Charles Adolphus Petch, born about 1797, is brother of Lieut. Wm. Tatton Petch, R.N.

This officer entered the Navy 8 Feb. 1810; and on 13 Dec. in the same year was present in the Kent 74, Capt. Thos. Rogers, at the destruction of a large convoy protected by two batteries in the Mole of Palamos, at which place the British, out of 600 officers and men, who had been employed in the boats of a squadron, sustained a loss of upwards of 200 killed and wounded. Joining, subsequently, the Thames 32, Capt. Chas. Napier, he assisted in that ship at the capture, 26 Feb. 1813, of the island of Ponza.
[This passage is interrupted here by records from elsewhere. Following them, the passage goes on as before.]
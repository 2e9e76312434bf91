//! Hierarchical role based access control (RBAC) with conditional allow and deny rules.
//!
//! An `Acl` answers one question: *may role R exercise privilege P, given an optional runtime
//! context?* Roles are organized in a directed inheritance graph, every role may have several
//! parents. For each role privileges are explicitly allowed or explicitly denied, either one by
//! one or all at once by a wildcard. Every rule may carry an assertion, a predicate evaluated at
//! query time with the queried role, privilege and context.
//!
//! # Introduction
//!
//! In the sense of this implementation:
//! * a *role* is an object that may request to exercise a privilege.
//! * a *privilege* is an opaque name of an action, e.g. "news.read" or "forum.update".
//! * the *wildcard* privilege stands for every privilege a role has no explicit rule for.
//!
//! ## Denied by default
//!
//! Until a developer specifies an "allow" rule, the `Acl` denies every privilege to every role.
//! Unknown roles have no privileges at all, querying them is not an error.
//!
//! ```rust
//! # extern crate zorq_rbac;
//! use zorq_rbac::Acl;
//!
//! let acl: Acl = Acl::new();
//!
//! assert!(!acl.is_allowed("santa", "chimney", None));
//! ```
//!
//! # Registering Roles
//!
//! Roles must be registered before rules can be defined for them. A role may name its parents
//! upon registration, each parent must already be registered. Registering an existing role again
//! appends the given parents to the ones it already has:
//!
//! ```rust
//! # extern crate zorq_rbac;
//! # use zorq_rbac::Acl;
//! # let mut acl: Acl = Acl::new();
//! acl.add_role("guest", &[])?;
//! acl.add_role("member", &["guest"])?;
//! acl.add_role("news_admin", &["member"])?;
//! acl.add_role("forum_admin", &["member"])?;
//! acl.add_role("admin", &["news_admin", "forum_admin"])?;
//!
//! assert!(acl.belongs_to("admin", "guest"));
//! assert!(!acl.belongs_to("news_admin", "forum_admin"));
//! # Ok::<(), zorq_rbac::Error>(())
//! ```
//!
//! # Defining Access Controls
//!
//! `allow` and `deny` take a single privilege, a list of privileges or `Privileges::All` for the
//! wildcard. For the exact same privilege a role is either allowed or denied, never both: the
//! later rule replaces the earlier one. A wildcard rule clears every rule of the opposite kind.
//!
//! ```rust
//! # extern crate zorq_rbac;
//! # use zorq_rbac::{Acl, Privileges};
//! # let mut acl: Acl = Acl::new();
//! # acl.add_role("guest", &[])?;
//! # acl.add_role("member", &["guest"])?;
//! # acl.add_role("news_admin", &["member"])?;
//! # acl.add_role("forum_admin", &["member"])?;
//! # acl.add_role("admin", &["news_admin", "forum_admin"])?;
//! acl.allow("guest", vec!["news.read", "forum.read", "profile.create"])?;
//! acl.allow("member", "forum.create")?;
//! acl.allow("news_admin", vec!["news.create", "news.update"])?;
//! acl.allow("forum_admin", "forum.update")?;
//! acl.allow("admin", Privileges::All)?;
//!
//! // members already have a profile
//! acl.deny("member", "profile.create")?;
//!
//! // inherited from guest
//! assert!(acl.is_allowed("member", "news.read", None));
//! // denied on member, forum_admin inherits the denial
//! assert!(!acl.is_allowed("forum_admin", "profile.create", None));
//! // admin is allowed everything by wildcard
//! assert!(acl.is_allowed("admin", "news.delete", None));
//! // nobody allowed it
//! assert!(!acl.is_allowed("guest", "news.delete", None));
//! # Ok::<(), zorq_rbac::Error>(())
//! ```
//!
//! # Precedence
//!
//! A query first looks at the queried role itself, in this order:
//!
//! 1. an allow rule for the exact privilege,
//! 2. a deny rule for the exact privilege,
//! 3. the wildcard allow rule,
//! 4. the wildcard deny rule.
//!
//! The first rule found decides, so a rule for the exact privilege always beats a wildcard rule
//! of the same role. Only if the role has no rule at all, its parents are asked in
//! the order they were registered, and the first parent coming to a decision wins.
//!
//! > *FIFO Order for Role Queries*:
//! > When specifying multiple parents for a role, the first parent listed is the first one
//! > searched for rules applicable to an authorization query.
//!
//! # Assertions
//!
//! A rule may be guarded by an assertion. For an allow rule the assertion decides whether the
//! privilege is allowed, for a deny rule whether the privilege is still denied. Assertions
//! receive the role and privilege the rule was found on (`None` for the wildcard) and the
//! context handed to the query. The context type is a parameter of the `Acl`:
//!
//! ```rust
//! # extern crate zorq_rbac;
//! use zorq_rbac::Acl;
//!
//! struct Request { owner: &'static str, user: &'static str }
//!
//! let mut acl: Acl<Request> = Acl::new();
//!
//! acl.add_role("author", &[])?;
//! acl.allow_if("author", "post.edit", |_role: &str, _privilege: Option<&str>, request: Option<&Request>| {
//!     request.map_or(false, |r| r.owner == r.user)
//! })?;
//!
//! let own   = Request{owner: "sally", user: "sally"};
//! let other = Request{owner: "sally", user: "bob"};
//!
//! assert!( acl.is_allowed("author", "post.edit", Some(&own)));
//! assert!(!acl.is_allowed("author", "post.edit", Some(&other)));
//! assert!(!acl.is_allowed("author", "post.edit", None));
//! # Ok::<(), zorq_rbac::Error>(())
//! ```
//!
//! # Concurrency
//!
//! The `Acl` is a plain synchronous data structure. Rules are defined through `&mut self` and
//! queried through `&self`. Assertions must be `Send + Sync`, so an `Acl` can be shared between
//! threads behind a `std::sync::RwLock`.

use log::{trace, warn};
use std::collections::{HashMap, HashSet};
use std::fmt;
use std::sync::Arc;


// Helper types ///////////////////////////////////////////////////////////////////////////////////


/// Result type of all fallible `Acl` operations.
pub type Result<T> = std::result::Result<T, Error>;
On 16 May following, being then with Capt. Napier in the Euryalus 36, we find him contributing to the capture of La Fortune national xebec, of 10 guns, 4 swivels, and 95 men, together with upwards of 20 merchant-vessels, lying in Cavalarie Road. In 1814 he accompanied, in the same ship, the brilliant expedition sent up the Potomac under Capt. Jas. Alex. Gordon to effect the capture of Alexandria. In 1815, while in charge of a prize to Bermuda, he fell into the hands of the enemy. Being made Lieutenant, 13 June, 1828 (11 years after he had passed his examination), into the Alacrity 10, Capt. Joseph Nias, he was present in the following year, in the Mediterranean, at the capture of a pirate by the boats of that vessel. His appointments, since his return to England in 1830, have been, in succession – 5 April, 1831, to the Coast Guard – 20 June, 1836, to the command of the Greyhound Revenue-vessel – in 1839, to the office of Agent in a contract mail steam-vessel on the Liverpool and Kingstown station – and, 28 Aug. 1841 and 26 Jan. 1843, to the command of the Wildfire and Advice steam-packets, in the latter of which he is still serving. Agents – Hallett and Robinson.